1 haziran'da, bu araçladan birinin kırılmamış tek camını elindeki demirle parçalamaya çalışan bir adam görmüştüm, nefretle vuruyordu ve insanlar yanına yaklaşmaya bile çekiniyorlardı:
-ne yaptığını sanıyorsun? bizi rezil ediyorsun bırak elindekini, dedim.
+... tak tak tak
-neden yüzün kapalı, sivil polis misin sen? açsana o zaman yüzünü...
elaman gitti.
nasıl anlatsam, size nasıl anlatırsam anlarsınız bilemiyorum ki!
gezi parkında parkın içi, çöpleri toplayan insanlarla doluydu, yardımlaşma büfeleri kurulmuş ve her şey bedavaydı, biz köşeye serdiğimiz kilimin üstünde peynir ekmeğinizi yerken yoldan geçen biri "çay getirdim, kuru kuru gitmez öyle" diyerek elinde çayla gelip bize çay vermiş ve yan çadır komşumuz da bize zeytin ikram etmişti.

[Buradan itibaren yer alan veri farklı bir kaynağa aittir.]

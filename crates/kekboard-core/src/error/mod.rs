//! Domain and capability errors

mod chat_error;
mod domain_error;

pub use chat_error::ChatError;
pub use domain_error::DomainError;
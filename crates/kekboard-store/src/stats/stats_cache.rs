//! Aggregate stats cache.
//!
//! Holds the serialized stats response under a single key. The bytes are
//! opaque here; the service layer builds them and drops them after any
//! board mutation.

use crate::db::{KvStore, StoreResult};

/// Key holding the serialized stats response
pub const STATS_CACHE_KEY: &str = "stats";

/// Store for the cached stats blob
#[derive(Debug, Clone)]
pub struct StatsCacheStore {
    kv: KvStore,
}

impl StatsCacheStore {
    /// Create a new stats cache store
    pub fn new(kv: KvStore) -> Self {
        Self { kv }
    }

    /// Cached bytes, if present
    pub fn get(&self) -> StoreResult<Option<Vec<u8>>> {
        self.kv.get_raw(STATS_CACHE_KEY)
    }

    /// Replace the cached bytes
    pub fn put(&self, bytes: &[u8]) -> StoreResult<()> {
        self.kv.set_raw(STATS_CACHE_KEY, bytes)
    }

    /// Drop the cached bytes
    pub fn invalidate(&self) -> StoreResult<()> {
        if self.kv.delete(STATS_CACHE_KEY)? {
            tracing::debug!("Stats cache invalidated");
        }
        Ok(())
    }
}
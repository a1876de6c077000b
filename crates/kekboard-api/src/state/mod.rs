//! Application state
//!
//! Holds the shared state for the Axum application including
//! the service context and configuration.

use std::sync::Arc;

use kekboard_common::AppConfig;
use kekboard_service::ServiceContext;

/// Application state shared across all handlers
#[derive(Clone)]
pub struct AppState {
    /// Service context shared with the event consumer
    service_context: Arc<ServiceContext>,
    /// Application configuration
    config: Arc<AppConfig>,
}

impl AppState {
    /// Create a new AppState
    pub fn new(service_context: Arc<ServiceContext>, config: Arc<AppConfig>) -> Self {
        Self {
            service_context,
            config,
        }
    }

    /// Get the service context
    pub fn service_context(&self) -> &ServiceContext {
        &self.service_context
    }

    /// Get the application configuration
    pub fn config(&self) -> &AppConfig {
        &self.config
    }
}

impl std::fmt::Debug for AppState {
    fn fmt(&self, f: &mut std::fmt::Formatter<'_>) -> std::fmt::Result {
        f.debug_struct("AppState")
            .field("service_context", &"ServiceContext")
            .field("config", &"AppConfig")
            .finish()
    }
}
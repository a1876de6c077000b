//! Chat capability interface
//!
//! The domain defines what it needs from the chat platform; the binary crate
//! provides the Discord implementation and tests provide an in-memory one.

use async_trait::async_trait;

use crate::entities::{Member, RenderedMessage, SourceMessage};
use crate::error::ChatError;
use crate::value_objects::Snowflake;

/// Result type for chat platform calls
pub type ChatResult<T> = Result<T, ChatError>;

#[async_trait]
pub trait ChatClient: Send + Sync {
    /// Fetch a message with its current reactions
    async fn fetch_message(&self, channel_id: Snowflake, message_id: Snowflake) -> ChatResult<SourceMessage>;

    /// Fetch a user's membership in a guild
    async fn fetch_member(&self, guild_id: Snowflake, user_id: Snowflake) -> ChatResult<Member>;

    /// Send a message, returning the new message ID
    async fn send_message(&self, channel_id: Snowflake, message: &RenderedMessage) -> ChatResult<Snowflake>;

    /// Replace the content of an existing message
    async fn edit_message(
        &self,
        channel_id: Snowflake,
        message_id: Snowflake,
        message: &RenderedMessage,
    ) -> ChatResult<()>;

    /// Delete a message
    async fn delete_message(&self, channel_id: Snowflake, message_id: Snowflake) -> ChatResult<()>;
}
//! Token service: generation and verification facade.

use std::time::Duration;

use base64::Engine;
use base64::engine::general_purpose::STANDARD;
use chrono::Utc;
use tracing::{debug, trace};

use crate::authenticator::MessageAuthenticator;
use crate::codec::{decode_token, encode_token};
use crate::config::SigConfig;
use crate::error::SigError;
use crate::fields::TokenFields;
use crate::keys::Credentials;
use crate::userbuf::{PrivilegeRecord, Room};
use crate::verification::{
    check_expiration, check_signature_present, validate_identifier, validate_sdkappid,
};

/// Room-level permissions to embed in a token.
///
/// # Example
///
/// ```
/// use tls_sig::{RoomPrivilege, privilege};
///
/// let numeric = RoomPrivilege::numeric(1234, privilege::ALL);
/// let named = RoomPrivilege::named(
///     "standup",
///     privilege::ENTER_ROOM | privilege::RECV_AUDIO | privilege::RECV_VIDEO,
/// );
///
/// assert_eq!(named.privilege_map(), 42);
/// assert_eq!(numeric.room().numeric_id(), 1234);
/// ```
#[derive(Debug, Clone, PartialEq, Eq)]
pub struct RoomPrivilege {
    room: Room,
    privilege_map: u32,
}

impl RoomPrivilege {
    /// Grants `privilege_map` in the room with a numeric id.
    #[must_use]
    pub const fn numeric(room_id: u32, privilege_map: u32) -> Self {
        Self {
            room: Room::Numeric(room_id),
            privilege_map,
        }
    }

    /// Grants `privilege_map` in the room with a string id.
    #[must_use]
    pub fn named(room: impl Into<String>, privilege_map: u32) -> Self {
        Self {
            room: Room::Named(room.into()),
            privilege_map,
        }
    }

    /// Returns the room.
    #[must_use]
    pub const fn room(&self) -> &Room {
        &self.room
    }

    /// Returns the permission bitmask.
    #[must_use]
    pub const fn privilege_map(&self) -> u32 {
        self.privilege_map
    }
}

/// Values recovered from a successfully verified token.
#[derive(Debug, Clone, PartialEq, Eq)]
pub struct VerifiedSig {
    /// Issue time, unix seconds
    pub issued_at: u64,
    /// Lifetime in seconds
    pub expire: u64,
    /// Raw privilege record, if the token carried one
    pub userbuf: Option<Vec<u8>>,
}

impl VerifiedSig {
    /// Returns the last unix second at which the token is valid.
    #[must_use]
    pub const fn expires_at(&self) -> u64 {
        self.issued_at.saturating_add(self.expire)
    }

    /// Decodes the privilege record, if present.
    ///
    /// # Errors
    ///
    /// Returns `SigError::Decoding` if the userbuf is not a valid record.
    pub fn privilege(&self) -> Result<Option<PrivilegeRecord>, SigError> {
        self.userbuf
            .as_deref()
            .map(PrivilegeRecord::decode)
            .transpose()
    }
}

/// Generates and verifies tokens for one application.
///
/// The service owns immutable credentials and is cheap to share between
/// threads.
///
/// # Example
///
/// ```
/// use tls_sig::{Credentials, SigError, TokenService};
///
/// let service = TokenService::new(Credentials::new(1_400_000_000, "secret"));
///
/// let token = service.generate("alice").unwrap();
/// let verified = service.verify(&token, "alice").unwrap();
/// assert_eq!(verified.expire, 15_552_000);
///
/// let err = service.verify(&token, "bob").unwrap_err();
/// assert!(matches!(err, SigError::IdentifierMismatch { .. }));
/// assert_eq!(err.reason(), "identifier doesn't match");
/// ```
#[derive(Debug, Clone)]
pub struct TokenService {
    credentials: Credentials,
    config: SigConfig,
}

impl TokenService {
    /// Creates a service with the default configuration.
    #[must_use]
    pub fn new(credentials: Credentials) -> Self {
        Self::with_config(credentials, SigConfig::default())
    }

    /// Creates a service with a custom configuration.
    #[must_use]
    pub const fn with_config(credentials: Credentials, config: SigConfig) -> Self {
        Self {
            credentials,
            config,
        }
    }

    /// Returns the application id tokens are issued for.
    #[must_use]
    pub const fn sdkappid(&self) -> u64 {
        self.credentials.sdkappid()
    }

    /// Returns the configuration.
    #[must_use]
    pub const fn config(&self) -> &SigConfig {
        &self.config
    }

    /// Generates an identity token with the configured default lifetime.
    ///
    /// # Errors
    ///
    /// Returns `SigError` if any encoding step fails.
    pub fn generate(&self, identifier: &str) -> Result<String, SigError> {
        self.generate_with_expire(identifier, self.config.default_expire)
    }

    /// Generates an identity token with a custom lifetime.
    ///
    /// # Errors
    ///
    /// Returns `SigError` if any encoding step fails.
    pub fn generate_with_expire(
        &self,
        identifier: &str,
        expire: Duration,
    ) -> Result<String, SigError> {
        self.generate_at(identifier, expire, None, unix_now())
    }

    /// Generates a token carrying room-level permissions.
    ///
    /// # Errors
    ///
    /// Returns `SigError::Encoding` if the identifier, room string, sdkappid
    /// or absolute expiry do not fit the privilege record, or any other
    /// `SigError` from the encoding steps.
    ///
    /// # Example
    ///
    /// ```
    /// use std::time::Duration;
    /// use tls_sig::{Credentials, RoomPrivilege, Room, TokenService};
    ///
    /// let service = TokenService::new(Credentials::new(1_400_000_000, "secret"));
    /// let token = service
    ///     .generate_with_privilege("u1", Duration::from_secs(300), &RoomPrivilege::numeric(123, 255))
    ///     .unwrap();
    ///
    /// let record = service.verify(&token, "u1").unwrap().privilege().unwrap().unwrap();
    /// assert_eq!(record.room, Room::Numeric(123));
    /// assert_eq!(record.privilege_map, 255);
    /// ```
    pub fn generate_with_privilege(
        &self,
        identifier: &str,
        expire: Duration,
        privilege: &RoomPrivilege,
    ) -> Result<String, SigError> {
        self.generate_at(identifier, expire, Some(privilege), unix_now())
    }

    /// Generates a token as if issued at `issued_at` (unix seconds).
    ///
    /// `TLS.time` and the privilege record's absolute expiry are both derived
    /// from `issued_at`. Sub-second parts of `expire` are dropped.
    ///
    /// # Errors
    ///
    /// Returns `SigError` if any encoding step fails.
    pub fn generate_at(
        &self,
        identifier: &str,
        expire: Duration,
        privilege: Option<&RoomPrivilege>,
        issued_at: u64,
    ) -> Result<String, SigError> {
        let expire = expire.as_secs();

        let userbuf = privilege
            .map(|p| {
                PrivilegeRecord::new(
                    identifier,
                    self.sdkappid(),
                    p.room.clone(),
                    expire,
                    issued_at,
                    p.privilege_map,
                )?
                .encode()
            })
            .transpose()?;

        let auth = MessageAuthenticator::new(self.credentials.key());
        let fields = TokenFields::signed(
            &auth,
            identifier,
            self.sdkappid(),
            expire,
            issued_at,
            userbuf.as_deref(),
        )?;

        let token = encode_token(&fields, self.config.compression)?;
        trace!(
            identifier,
            sdkappid = self.sdkappid(),
            expire,
            issued_at,
            privileged = privilege.is_some(),
            "generated token"
        );

        Ok(token)
    }

    /// Verifies a token against the current time.
    ///
    /// # Errors
    ///
    /// Returns the first failing step as a `SigError`; see
    /// [`verify_at`](Self::verify_at).
    pub fn verify(&self, token: &str, identifier: &str) -> Result<VerifiedSig, SigError> {
        self.verify_at(token, identifier, unix_now())
    }

    /// Verifies a token as of `now` (unix seconds).
    ///
    /// Checks run in order and stop at the first failure:
    /// 1. decode the token (`Decoding`, `Compression`, `Serialization`)
    /// 2. identifier matches `identifier` (`IdentifierMismatch`)
    /// 3. sdkappid matches this service (`SdkAppIdMismatch`)
    /// 4. a signature is present (`MissingSignature`)
    /// 5. `now <= time + expire` (`Expired`)
    /// 6. the signature matches (`SignatureMismatch`)
    /// 7. the userbuf, if any, is valid Base64 (`Decoding`)
    ///
    /// # Errors
    ///
    /// Returns the `SigError` of the first failing check.
    pub fn verify_at(
        &self,
        token: &str,
        identifier: &str,
        now: u64,
    ) -> Result<VerifiedSig, SigError> {
        self.check(token, identifier, now).inspect_err(|err| {
            debug!(identifier, sdkappid = self.sdkappid(), reason = %err, "token rejected");
        })
    }

    fn check(&self, token: &str, identifier: &str, now: u64) -> Result<VerifiedSig, SigError> {
        let fields = decode_token(token)?;

        validate_identifier(identifier, &fields.identifier)?;
        validate_sdkappid(self.sdkappid(), fields.sdkappid)?;
        check_signature_present(&fields.sig)?;
        check_expiration(fields.time, fields.expire, now)?;

        let auth = MessageAuthenticator::new(self.credentials.key());
        if !auth.verify(&fields.signed_content(), &fields.sig) {
            return Err(SigError::SignatureMismatch);
        }

        let userbuf = fields
            .userbuf
            .as_deref()
            .map(|b64| {
                STANDARD
                    .decode(b64)
                    .map_err(|e| SigError::decoding(format!("userbuf base64: {e}")))
            })
            .transpose()?;

        Ok(VerifiedSig {
            issued_at: fields.time,
            expire: fields.expire,
            userbuf,
        })
    }
}

/// Current unix time in whole seconds; clocks before the epoch read as 0.
fn unix_now() -> u64 {
    u64::try_from(Utc::now().timestamp()).unwrap_or(0)
}
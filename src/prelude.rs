//! Convenient re-exports for glob imports.
//!
//! ```rust
//! use tls_sig::prelude::*;
//!
//! let service = TokenService::new(Credentials::new(1_400_000_000, "secret"));
//! let sig = service.generate("alice").unwrap();
//! assert!(service.verify(&sig, "alice").is_ok());
//! ```
//!
//! The codec-level items (`encode_token`, `TokenFields`, `MessageAuthenticator`)
//! are left out; most callers only need the service.

pub use crate::{
    // Service
    Credentials, RoomPrivilege, SecretKey, SigConfig, TokenService, VerifiedSig,
    // Privilege records
    PrivilegeRecord, Room, privilege,
    // Errors
    SigError,
};
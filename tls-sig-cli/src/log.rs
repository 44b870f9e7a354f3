use tracing::Level;
use tracing::level_filters::LevelFilter;
use tracing_subscriber::EnvFilter;
use tracing_subscriber::Layer;
use tracing_subscriber::layer::SubscriberExt;
use tracing_subscriber::util::SubscriberInitExt;

/// Tracing log configuration.
#[derive(Clone, clap::Args, Debug)]
pub struct Log {
    /// The level filter to use.
    #[arg(
        id = "log-level",
        long = "log-level",
        global = true,
        default_value = "info",
        env = "TLS_SIG_LOG_LEVEL"
    )]
    pub level: Level,
}

impl Log {
    pub fn level(&self) -> LevelFilter {
        LevelFilter::from_level(self.level)
    }

    /// Installs a stderr subscriber; `RUST_LOG` overrides `--log-level`.
    pub fn init(&self) {
        let filter = EnvFilter::builder()
            .with_default_directive(self.level().into())
            .from_env_lossy();

        let fmt_layer = tracing_subscriber::fmt::layer()
            .with_writer(std::io::stderr)
            .with_filter(filter);

        tracing_subscriber::registry().with(fmt_layer).init();
    }
}
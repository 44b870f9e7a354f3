//! Error types for signature generation and verification.

use std::fmt;

/// Errors that can occur while generating or verifying a signature.
///
/// The first five variants come from the codec layers and carry a short
/// description of what went wrong. The remaining variants are semantic
/// rejections produced by [`TokenService::verify`](crate::TokenService::verify);
/// their `Display` output is the stable reason string reported to callers.
#[derive(Debug, Clone, PartialEq, Eq)]
pub enum SigError {
    /// A value could not be encoded into its wire representation.
    Encoding {
        /// Description of the encoding error
        reason: String,
    },
    /// The token or one of its fields is not valid Base64 or binary data.
    Decoding {
        /// Description of the decoding error
        reason: String,
    },
    /// The signed document could not be serialized or parsed.
    Serialization {
        /// Description of the serialization error
        reason: String,
    },
    /// The signed document could not be compressed or decompressed.
    Compression {
        /// Description of the compression error
        reason: String,
    },
    /// The HMAC could not be computed.
    Signing {
        /// Description of the signing error
        reason: String,
    },
    /// Identifier in the token does not match the expected identifier.
    IdentifierMismatch {
        /// Identifier carried by the token
        token_identifier: String,
        /// Identifier the caller expected
        expected_identifier: String,
    },
    /// Application id in the token does not match the service.
    SdkAppIdMismatch {
        /// Application id carried by the token
        token_sdkappid: u64,
        /// Application id of the verifying service
        expected_sdkappid: u64,
    },
    /// The token carries no signature.
    MissingSignature,
    /// The token is past its validity window.
    Expired {
        /// Unix time (seconds) at which the token expired
        expired_at: u64,
    },
    /// The signature does not match the token contents.
    SignatureMismatch,
}

impl SigError {
    /// Creates an `Encoding` error.
    #[must_use]
    pub fn encoding(reason: impl Into<String>) -> Self {
        Self::Encoding {
            reason: reason.into(),
        }
    }

    /// Creates a `Decoding` error.
    #[must_use]
    pub fn decoding(reason: impl Into<String>) -> Self {
        Self::Decoding {
            reason: reason.into(),
        }
    }

    /// Creates a `Serialization` error.
    #[must_use]
    pub fn serialization(reason: impl Into<String>) -> Self {
        Self::Serialization {
            reason: reason.into(),
        }
    }

    /// Creates a `Compression` error.
    #[must_use]
    pub fn compression(reason: impl Into<String>) -> Self {
        Self::Compression {
            reason: reason.into(),
        }
    }

    /// Creates a `Signing` error.
    #[must_use]
    pub fn signing(reason: impl Into<String>) -> Self {
        Self::Signing {
            reason: reason.into(),
        }
    }

    /// Returns true if the token was well-formed but rejected by one of the
    /// verification checks.
    #[must_use]
    pub const fn is_verification_failure(&self) -> bool {
        matches!(
            self,
            Self::IdentifierMismatch { .. }
                | Self::SdkAppIdMismatch { .. }
                | Self::MissingSignature
                | Self::Expired { .. }
                | Self::SignatureMismatch
        )
    }

    /// Returns true if the token was rejected because it expired.
    #[must_use]
    pub const fn is_expired(&self) -> bool {
        matches!(self, Self::Expired { .. })
    }

    /// Returns the human-readable failure reason.
    #[must_use]
    pub fn reason(&self) -> String {
        self.to_string()
    }
}

impl fmt::Display for SigError {
    fn fmt(&self, f: &mut fmt::Formatter<'_>) -> fmt::Result {
        match self {
            Self::Encoding { reason } => write!(f, "encoding error: {reason}"),
            Self::Decoding { reason } => write!(f, "decode error: {reason}"),
            Self::Serialization { reason } => write!(f, "json error: {reason}"),
            Self::Compression { reason } => write!(f, "zlib error: {reason}"),
            Self::Signing { reason } => write!(f, "hmac error: {reason}"),
            Self::IdentifierMismatch { .. } => write!(f, "identifier doesn't match"),
            Self::SdkAppIdMismatch { .. } => write!(f, "sdkappid doesn't match"),
            Self::MissingSignature => write!(f, "sig field is missing"),
            Self::Expired { .. } => write!(f, "sig expired"),
            Self::SignatureMismatch => write!(f, "verify failed"),
        }
    }
}

impl std::error::Error for SigError {}
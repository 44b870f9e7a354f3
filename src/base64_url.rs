//! URL-safe Base64 used for the outer token encoding.
//!
//! This is standard padded Base64 with three characters substituted so the
//! result can travel in a URL query string without escaping:
//!
//! | Standard | URL-safe |
//! |----------|----------|
//! | `+` | `*` |
//! | `/` | `-` |
//! | `=` | `_` |
//!
//! Note that this is *not* the RFC 4648 `base64url` alphabet.

use base64::Engine;
use base64::engine::general_purpose::STANDARD;

use crate::error::SigError;

/// Encodes bytes into the URL-safe alphabet.
///
/// # Example
///
/// ```
/// use tls_sig::base64_url;
///
/// assert_eq!(base64_url::encode(&[0xfb, 0xff]), "*-8_");
/// ```
#[must_use]
pub fn encode(bytes: &[u8]) -> String {
    STANDARD
        .encode(bytes)
        .chars()
        .map(|c| match c {
            '+' => '*',
            '/' => '-',
            '=' => '_',
            other => other,
        })
        .collect()
}

/// Decodes a URL-safe string back into bytes.
///
/// # Errors
///
/// Returns `SigError::Decoding` if the input is not valid Base64 after the
/// reverse substitution, or if it decodes to nothing.
///
/// # Example
///
/// ```
/// use tls_sig::base64_url;
///
/// assert_eq!(base64_url::decode("*-8_").unwrap(), vec![0xfb, 0xff]);
/// assert!(base64_url::decode("not base64!").is_err());
/// ```
pub fn decode(input: &str) -> Result<Vec<u8>, SigError> {
    let standard: String = input
        .chars()
        .map(|c| match c {
            '*' => '+',
            '-' => '/',
            '_' => '=',
            other => other,
        })
        .collect();

    let bytes = STANDARD
        .decode(standard)
        .map_err(|e| SigError::decoding(format!("base64: {e}")))?;

    if bytes.is_empty() {
        return Err(SigError::decoding("base64: input decodes to no data"));
    }

    Ok(bytes)
}
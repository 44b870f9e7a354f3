//! Pure verification checks.
//!
//! Each function is one step of the verification chain run by
//! [`TokenService::verify_at`](crate::TokenService::verify_at). They take
//! plain values, do no I/O and never panic, so they can be tested in
//! isolation and checked by the Kani harnesses in `proofs.rs`.
//!
//! | Function | Property |
//! |----------|----------|
//! | [`validate_identifier`] | Token identifier equals the expected one (exact, case-sensitive) |
//! | [`validate_sdkappid`] | Token application id equals the service's |
//! | [`check_signature_present`] | Token carries a non-empty signature |
//! | [`check_expiration`] | Current time is at or before `time + expire` |

use crate::error::SigError;

/// Validates that the token identifier matches the expected identifier.
///
/// # Errors
///
/// Returns `SigError::IdentifierMismatch` if the two differ in any byte.
///
/// # Examples
///
/// ```
/// use tls_sig::validate_identifier;
///
/// assert!(validate_identifier("alice", "alice").is_ok());
/// assert!(validate_identifier("alice", "Alice").is_err());
/// ```
pub fn validate_identifier(expected: &str, token_identifier: &str) -> Result<(), SigError> {
    if expected == token_identifier {
        Ok(())
    } else {
        Err(SigError::IdentifierMismatch {
            token_identifier: token_identifier.to_string(),
            expected_identifier: expected.to_string(),
        })
    }
}

/// Validates that the token was issued for the expected application.
///
/// # Errors
///
/// Returns `SigError::SdkAppIdMismatch` if the ids differ.
pub fn validate_sdkappid(expected: u64, token_sdkappid: u64) -> Result<(), SigError> {
    if expected == token_sdkappid {
        Ok(())
    } else {
        Err(SigError::SdkAppIdMismatch {
            token_sdkappid,
            expected_sdkappid: expected,
        })
    }
}

/// Checks that the token carries a signature.
///
/// # Errors
///
/// Returns `SigError::MissingSignature` if `sig` is empty.
pub fn check_signature_present(sig: &str) -> Result<(), SigError> {
    if sig.is_empty() {
        Err(SigError::MissingSignature)
    } else {
        Ok(())
    }
}

/// Checks whether a token issued at `time` with lifetime `expire` is still
/// valid at `now`.
///
/// The last valid second is `time + expire` itself.
///
/// # Errors
///
/// Returns `SigError::Expired` if `now > time + expire`.
///
/// # Examples
///
/// ```
/// use tls_sig::check_expiration;
///
/// assert!(check_expiration(1_000, 60, 1_060).is_ok()); // boundary is valid
/// assert!(check_expiration(1_000, 60, 1_061).is_err());
/// ```
pub fn check_expiration(time: u64, expire: u64, now: u64) -> Result<(), SigError> {
    let expires_at = time.saturating_add(expire);
    if now > expires_at {
        Err(SigError::Expired {
            expired_at: expires_at,
        })
    } else {
        Ok(())
    }
}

reyhanlı'da evladını kaybetmiş bir baba çıkmış "ben çocuğumu kaybettim oradaki adamların derdine bak, oraya destek olmak için giden sanatçılar buraya neden gelmedi?" diyor. acısı çok büyük elbette, anlıyorum demekle anlaşılmaz da ama bu amcanın sorması gereken asıl soru "koskoca başbakansın, tüm ülke ağzından çıkacak tek lafa bakıyor bu işi niye bu kadar uzattın da bizi unuttun be evladım?!" olmalıydı sanki. inanın bana o parkta mücadele eden adamlar sizin hassasiyetlerinize en duyarlı kesimden oluşuyor. o insanların gerçekten gönülden bağlı oldukları bir siyasi partileri yok. seçim zamanı ise biri mhp'ye mecbur kalmış, diğeri chp'ye, kimse inanmasa da pek çoğu da akp'ye... bir kürt milliyetçisi ile bir türk milliyetçisi nasıl yanyana durabiliyor kavga etmeden? evet çok zor, tartışmalar olmuyor değil. teşbihte hata olmaz; biri atatürk'e tapıyor adeta, asla eleştirilmesine bile tahammül edemiyor. diğeri atatürk'ü dersim'de yaşanan acılardan sorumlu bir diktatör olarak görüyor. biri abdullah öcalan'ın bebek katili olduğunu söylüyor, diğeri sen sadece bu medyanın sana gösterdikleri ile bu kanıya varıyorsun ama bak bugün bizi nasıl anlatıyorlar düşün diyor ve tabi aramızda akademisyenler de var, onlar araya girip empati yapmanın gerekliliğinden çok doğru bir dilde bahsedince ortalık yatışıyor.
o parka seyyar satıcı giremiyor, girmişse bile anında çıkarılıyor. parka bu olaylar başladıktan sonra hiç girmemiş olanlar oradan kendilerine gönderilen selamları görmüyorlar, desteklerden habersizler. o parkta roboski katliamında ölen canlar da unutulmadı, reyhanlı'da katledilen canlar da.
biz orada gerçekten çok farklı düşüncelere sahip insanlar olarak toplandık.
tek derdiniz 3-5 ağaç mı yani?; tek derdimiz ağaç değil elbette. tek derdimiz "ağacımı kesme, parkıma dokunma" bile diyememek. bunu deyince bile ciddiye alınmamak.